The report, available on its website – www.fnpk.org – investigates in detail several distinct trends that emerged in various realms of the media over the course of 2014, also predicts a menu of key challenges that the media in Pakistan will face over the course of 2015. This is the first detailed and integrated attempt to do so in Pakistan.
The report, “State of Media in Pakistan: Key Trends of 2014 and Main Challenges in 2015,” says 2014 came to be characterised by a number of troubling developments in the realm of electronic media when laws came to be used formally to browbeat and censure it for the first time, including convicting media houses for treason and blasphemy and punishing them coercively with bans and fines.
Freedom Network (FN), a Pakistani media rights watchdog and an independent advocacy, research and training organisation, in its latest yearly report released on January 25, 2015 carries nine articles with in-depth look at issues of media security, impunity against journalists, worsening media ethics and crisis of credibility, outdated media laws, digital freedoms and privacy protections, social media and digitalisation of news sources, media ratings and profit motives, and mainstreaming of citizen journalism in Pakistan.

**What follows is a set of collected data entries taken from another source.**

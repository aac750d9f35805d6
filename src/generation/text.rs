//! Script generation with a deterministic local fallback.

use std::sync::Arc;

use tracing::{info, warn};

use crate::backend::TextBackend;
use crate::types::{GeneratedText, TextSource, Topic};

/// Number of `[IMAGE_PROMPT: ...]` markers in the fallback script.
pub const FALLBACK_IMAGE_PROMPTS: usize = 7;

/// Produces the script for a topic. Never fails: any backend problem yields the
/// fallback script instead.
#[derive(Clone)]
pub struct TextGenerator {
    backend: Option<Arc<dyn TextBackend>>,
}

impl TextGenerator {
    pub fn new(backend: Arc<dyn TextBackend>) -> Self {
        Self {
            backend: Some(backend),
        }
    }

    /// Generator with no backend; always returns the fallback script.
    pub fn offline() -> Self {
        Self { backend: None }
    }

    pub async fn generate(&self, topic: &Topic) -> GeneratedText {
        let Some(backend) = &self.backend else {
            info!(topic = %topic, "No text backend configured, using fallback script");
            return fallback_text(topic);
        };

        let prompt = instruction_prompt(topic);
        match backend.complete(&prompt).await {
            Ok(body) => match GeneratedText::new(body, TextSource::Backend) {
                Some(text) => {
                    info!(
                        topic = %topic,
                        backend = backend.name(),
                        chars = text.as_str().len(),
                        "Generated script from text backend"
                    );
                    text
                }
                None => {
                    warn!(backend = backend.name(), "Text backend returned empty text, using fallback");
                    fallback_text(topic)
                }
            },
            Err(err) => {
                warn!(
                    topic = %topic,
                    backend = backend.name(),
                    error = %err,
                    "Text generation failed, using fallback script"
                );
                fallback_text(topic)
            }
        }
    }
}

/// The instruction sent to the text backend.
pub fn instruction_prompt(topic: &Topic) -> String {
    format!(
        "Create comprehensive content about: {topic}

Please include the following sections:
1. Introduction and overview
2. Key concepts and definitions
3. Main benefits or applications
4. Step-by-step guide or process
5. Tips and best practices
6. Common challenges and solutions
7. Future trends and developments
8. Conclusion

Also, please include 3 image generation prompts in the following format:
[IMAGE_PROMPT: detailed description for image 1]
[IMAGE_PROMPT: detailed description for image 2]
[IMAGE_PROMPT: detailed description for image 3]

Make the content informative, engaging, and well-structured."
    )
}

fn fallback_text(topic: &Topic) -> GeneratedText {
    GeneratedText::fallback(fallback_script(topic))
}

/// Fixed short-video script for a topic: hook, five facts, outro, one image prompt
/// per visual beat, title, description and hashtags. Pure function of the topic.
pub fn fallback_script(topic: &Topic) -> String {
    let upper = topic.as_str().to_uppercase();
    let slug = topic.slug();
    format!(
        "🧠 **VIDEO SCRIPT: 5 Interesting and Unknown Facts About {topic}**

**HOOK (0-10 seconds):**
\"You think you know {topic}? Think again! Here are 5 mind-blowing facts that will change everything you thought you knew!\"

**FACT 1:**
Did you know that {topic} has some incredibly surprising origins? Most people have no idea about this fascinating backstory. This little-known detail will completely shift your perspective on {topic}.

**FACT 2:**
Here's something that will blow your mind about {topic}. Scientists recently discovered something amazing that challenges everything we thought we knew. This discovery has completely revolutionized our understanding.

**FACT 3:**
The most shocking thing about {topic}? It's connected to something you'd never expect! This incredible connection shows just how mysterious and fascinating {topic} really is.

**FACT 4:**
You won't believe this crazy fact about {topic}. It's so unbelievable that when researchers first discovered it, they thought it was a mistake! But it turns out to be absolutely true.

**FACT 5:**
And finally, here's the most mind-bending fact of all. {topic} has this incredible ability that sounds like science fiction but is completely real. This will leave you questioning everything!

**OUTRO:**
\"Which fact shocked you the most? Drop it in the comments and follow for more incredible facts that will blow your mind!\"

🖼️ **AI IMAGE GENERATION PROMPTS:**

[IMAGE_PROMPT: Cinematic 9:16 vertical shot of a person with shocked expression, dramatic lighting, colorful background with question marks floating, YouTube Shorts style thumbnail, hyper-realistic, vibrant colors]

[IMAGE_PROMPT: Dynamic 9:16 vertical illustration showing {topic} with mysterious glowing effects, cinematic composition, dramatic lighting, detailed and colorful, science fiction aesthetic]

[IMAGE_PROMPT: Stunning 9:16 vertical visualization of {topic} with futuristic elements, neon colors, high-tech background, cinematic depth of field, visually striking composition]

[IMAGE_PROMPT: Dramatic 9:16 vertical scene depicting {topic} in an unexpected context, cinematic lighting, vibrant colors, detailed environment, surprising visual elements]

[IMAGE_PROMPT: Eye-catching 9:16 vertical image of {topic} with scientific elements, glowing effects, modern design, colorful background, high detail and contrast]

[IMAGE_PROMPT: Amazing 9:16 vertical composition showing the incredible nature of {topic}, cinematic style, brilliant colors, detailed textures, visually stunning effects]

[IMAGE_PROMPT: Engaging 9:16 vertical image with excited person pointing at {topic}, bright colors, dynamic composition, YouTube Shorts style, call-to-action elements]

🎬 **YOUTUBE SHORTS TITLE:**
\"5 SHOCKING {upper} Facts That Will Blow Your Mind! 🤯\"

📄 **VIDEO DESCRIPTION:**
Discover 5 incredible and unknown facts about {topic} that will completely change how you see it! These surprising discoveries will leave you amazed and wanting more.

Follow for more mind-blowing facts and amazing discoveries! 🚀

🏷️ **META TAGS / HASHTAGS:**
#shorts #{slug}facts #{slug}shorts #{slug}trivia #didyouknow #amazingfacts #mindblowing #shocking #incredible #science #discovery #educational #viral #trending #curiousfacts #unbelievable
"
    )
}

FN’s Managing Director Aurangzaib Khan said, “For several years now, Pakistan has consistently figured as the most dangerous of countries for journalists when it comes to the debate around freedom of expression internationally.” He said, “A lot needs to be done to reduce the risk to human rights defenders, journalists and development practitioners in Pakistan to make defending human rights and practicing journalism safer professions.”
Khan said the report was part of the effort to monitor, protect and advocate for more representative laws for an enabling environment for development and media practitioners. It looks in detail at the relentless challenges the growing Pakistani news media continues to face, investigating how the dominant TV news channels are facing a crisis of credibility for growing compromises on ethics. The report also investigates how 2014 came to be the deadliest year ever for Pakistani media for its shockingly high number of fatal casualties.

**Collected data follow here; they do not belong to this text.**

//! Run state machine and its progress schedule.

use serde::{Deserialize, Serialize};

use crate::progress::ProgressSink;

/// Percent reported when a run starts, before the first transition.
pub const START_PERCENT: u8 = 10;
const IMAGES_START_PERCENT: u8 = 50;
const IMAGES_SPAN_PERCENT: usize = 30;

#[derive(Debug, Clone, Copy, PartialEq, Eq, Serialize, Deserialize)]
#[serde(rename_all = "snake_case")]
pub enum RunState {
    Idle,
    GeneratingText,
    ExtractingPrompts,
    GeneratingImages,
    Finalizing,
    Done,
    Failed,
}

impl RunState {
    /// Percent reported on entering this state.
    pub fn percent(self) -> u8 {
        match self {
            RunState::Idle | RunState::Failed => 0,
            RunState::GeneratingText => 25,
            RunState::ExtractingPrompts => 40,
            RunState::GeneratingImages => IMAGES_START_PERCENT,
            RunState::Finalizing => 90,
            RunState::Done => 100,
        }
    }

    pub fn is_terminal(self) -> bool {
        matches!(self, RunState::Done | RunState::Failed)
    }

    /// The only non-failure state reachable from `self`.
    pub fn successor(self) -> Option<RunState> {
        match self {
            RunState::Idle => Some(RunState::GeneratingText),
            RunState::GeneratingText => Some(RunState::ExtractingPrompts),
            RunState::ExtractingPrompts => Some(RunState::GeneratingImages),
            RunState::GeneratingImages => Some(RunState::Finalizing),
            RunState::Finalizing => Some(RunState::Done),
            RunState::Done | RunState::Failed => None,
        }
    }

    /// Strictly sequential; any non-terminal state may fail.
    pub fn can_transition_to(self, next: RunState) -> bool {
        if self.is_terminal() {
            return false;
        }
        next == RunState::Failed || self.successor() == Some(next)
    }
}

/// Percent for image `number` (1-based) of `total`, spread over 50..=80.
pub fn image_percent(number: usize, total: usize) -> u8 {
    if total == 0 {
        return IMAGES_START_PERCENT;
    }
    let number = number.min(total);
    IMAGES_START_PERCENT + (IMAGES_SPAN_PERCENT * number / total) as u8
}

/// Walks one run through its states, reporting to a sink. Percentages never go
/// backwards except on failure, which resets to 0.
pub struct RunTracker<'a> {
    state: RunState,
    last_percent: u8,
    sink: &'a dyn ProgressSink,
}

impl<'a> RunTracker<'a> {
    pub fn new(sink: &'a dyn ProgressSink) -> Self {
        Self {
            state: RunState::Idle,
            last_percent: 0,
            sink,
        }
    }

    pub fn state(&self) -> RunState {
        self.state
    }

    /// Report the start of the run without leaving `Idle`.
    pub fn start(&mut self, message: &str) {
        self.report(START_PERCENT, message);
    }

    /// Move to `next` and emit exactly one event at its scheduled percent.
    pub fn advance(&mut self, next: RunState, message: &str) {
        debug_assert!(
            self.state.can_transition_to(next),
            "invalid run transition {:?} -> {:?}",
            self.state,
            next
        );
        self.state = next;
        self.report(next.percent(), message);
    }

    /// Intermediate report inside the current state.
    pub fn step(&mut self, percent: u8, message: &str) {
        self.report(percent, message);
    }

    /// Enter `Failed` and reset progress to 0.
    pub fn fail(&mut self, message: &str) {
        self.state = RunState::Failed;
        self.last_percent = 0;
        self.sink.report(0, message);
    }

    fn report(&mut self, percent: u8, message: &str) {
        let percent = percent.max(self.last_percent);
        self.last_percent = percent;
        self.sink.report(percent, message);
    }
}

Each of the nine key media issues discussed by an expert on the subject ranging from seasoned journalists, dealing with these issues on a daily basis, to activists who keep a close eye on media developments – each suggesting changes and reforms needed to promote greater media professionalism.
Freedom Network was established as an independent initiative to establish a platform for civil society, including media, dedicated to providing research, analysis, guidance, technical assistance, resources, education and training so that human rights defenders, development practitioners and media stakeholders can promote greater professionalism and more effectively protect freedom of expression for both citizens and media.
In her article on digital challenges to media in Pakistan, Nighat Daad noted this disturbing trend: “The previous regimes in Pakistan preferred a behind-the-scene approach for controlling internet freedom but the [current] regime in its first 18 months in office has been vocal in the Parliament and on media for using strong measures to censor social media.”
Phyza Jameel, a media and development activist, researcher and analyst, throws light on the fast emerging social media scene in Pakistan by saying, “In practice, in 2014 in Pakistan blogging and citizen journalism have been trying to emerge as a parallel form of media, bringing activism and accountability to the existing information mechanisms.”
The report includes the following key themes and contributors: Aurangzaib Khan on Attacks on Media, Iqbal Khattak on Impunity against Journalists, Adnan Rehmat on Roadmap for Media Safety, Haroon Rashid on Media Ethics and Crisis of Credibility, Aftab Alam on Reforming Outdated Media Laws, Nighat Daad on Digital Freedoms and Privacy Protections, Sadaf Khan on Social Media and Digitalisation of News Sources, Asad Baig on Media Ratings and Profit Motives, and Phyza Jameel on Mainstreaming Citizen Journalism.